**Exercise aim**
Reproduce the first line of the entries that follow and each later line, word for word, ending with the one containing "fn full_discovery() ->".

◇ ◇ ◇ ◇

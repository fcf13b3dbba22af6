use smartlink_frame::{
    Command, DiscoveryResponse, FrameCodec, FrameError, ModuleInfo, SettingsData, TaggedValue,
    TelemetryData, WireRecord, MAX_MODULES,
};

fn flip_every_bit<R, F>(record: &R, check: F)
where
    R: WireRecord,
    F: Fn(&[u8]) -> Result<R, FrameError>,
{
    let codec = FrameCodec::new();
    let frame = codec.serialize(record).expect("record should serialize");

    for byte in 0..frame.len() {
        for bit in 0..8 {
            let mut corrupted = frame.to_vec();
            corrupted[byte] ^= 1 << bit;
            assert!(
                check(&corrupted).is_err(),
                "flip of byte {byte} bit {bit} was accepted"
            );
        }
    }
}

fn full_discovery() -> DiscoveryResponse {
    let modules: Vec<ModuleInfo> = (0..MAX_MODULES)
        .map(|i| ModuleInfo::new(0x0100 + i as u16, i as u8, 1 << i))
        .collect();
    DiscoveryResponse::from_modules(&modules).expect("modules should fit")
}

#[test]
fn single_bit_flips_are_detected_for_command() {
    let codec = FrameCodec::new();
    let cmd = Command {
        command_type: 0x1234,
        w: 1.5,
        x: 2.5,
        y: 3.5,
        z: 4.5,
        s: 100,
        t: 200,
        u: 300,
        v: 400,
    };
    flip_every_bit(&cmd, |bytes| codec.deserialize_command(bytes));
}

#[test]
fn single_bit_flips_are_detected_for_discovery() {
    let codec = FrameCodec::new();
    flip_every_bit(&full_discovery(), |bytes| codec.deserialize_discovery(bytes));
}

#[test]
fn single_bit_flips_are_detected_for_telemetry() {
    let codec = FrameCodec::new();
    let telemetry = TelemetryData {
        value: TaggedValue::from_numeric(-12_345i32),
        source_id: 0xBEEF,
        timestamp: u32::MAX,
    };
    flip_every_bit(&telemetry, |bytes| codec.deserialize_telemetry(bytes));
}

#[test]
fn single_bit_flips_are_detected_for_settings() {
    let codec = FrameCodec::new();
    let mut value = TaggedValue::new();
    value.pack_text(Some("max-speed"));
    let settings = SettingsData {
        value,
        settings_id: 3,
    };
    flip_every_bit(&settings, |bytes| codec.deserialize_settings(bytes));
}

#[test]
fn single_bit_flips_are_detected_for_value() {
    let codec = FrameCodec::new();
    flip_every_bit(&TaggedValue::from_numeric(0.25f32), |bytes| {
        codec.deserialize_value(bytes)
    });
}

#[test]
fn every_kind_round_trips() {
    let codec = FrameCodec::new();

    let discovery = full_discovery();
    let wire = codec.serialize_discovery(&discovery).unwrap();
    assert_eq!(codec.deserialize_discovery(&wire).unwrap(), discovery);

    let value = TaggedValue::from_numeric(u16::MAX);
    let wire = codec.serialize_value(&value).unwrap();
    assert_eq!(codec.deserialize_value(&wire).unwrap(), value);

    let telemetry = TelemetryData {
        value: TaggedValue::from_numeric(f32::MIN_POSITIVE),
        source_id: 1,
        timestamp: 0,
    };
    let wire = codec.serialize_telemetry(&telemetry).unwrap();
    assert_eq!(wire.len(), 28);
    assert_eq!(codec.deserialize_telemetry(&wire).unwrap(), telemetry);
}

#[test]
fn frames_of_one_kind_never_decode_as_another() {
    let codec = FrameCodec::new();
    let wire = codec.serialize_discovery(&full_discovery()).unwrap();

    assert!(matches!(
        codec.deserialize_command(&wire),
        Err(FrameError::KindMismatch { .. })
    ));
    assert!(matches!(
        codec.deserialize_telemetry(&wire),
        Err(FrameError::KindMismatch { .. })
    ));
    assert!(matches!(
        codec.deserialize_settings(&wire),
        Err(FrameError::KindMismatch { .. })
    ));
    assert!(matches!(
        codec.deserialize_value(&wire),
        Err(FrameError::KindMismatch { .. })
    ));
}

◇ ◇ ◇ ◇

**Result**
repository fcf13b3dbba22af6
use smartlink_frame::{
    Command, DiscoveryResponse, FrameCodec, FrameError, ModuleInfo, SettingsData, TaggedValue,
    TelemetryData, WireRecord, MAX_MODULES,
};

fn flip_every_bit<R, F>(record: &R, check: F)
where
    R: WireRecord,
    F: Fn(&[u8]) -> Result<R, FrameError>,
{
    let codec = FrameCodec::new();
    let frame = codec.serialize(record).expect("record should serialize");

    for byte in 0..frame.len() {
        for bit in 0..8 {
            let mut corrupted = frame.to_vec();
            corrupted[byte] ^= 1 << bit;
            assert!(
                check(&corrupted).is_err(),
                "flip of byte {byte} bit {bit} was accepted"
            );
        }
    }
}

fn full_discovery() -> DiscoveryResponse {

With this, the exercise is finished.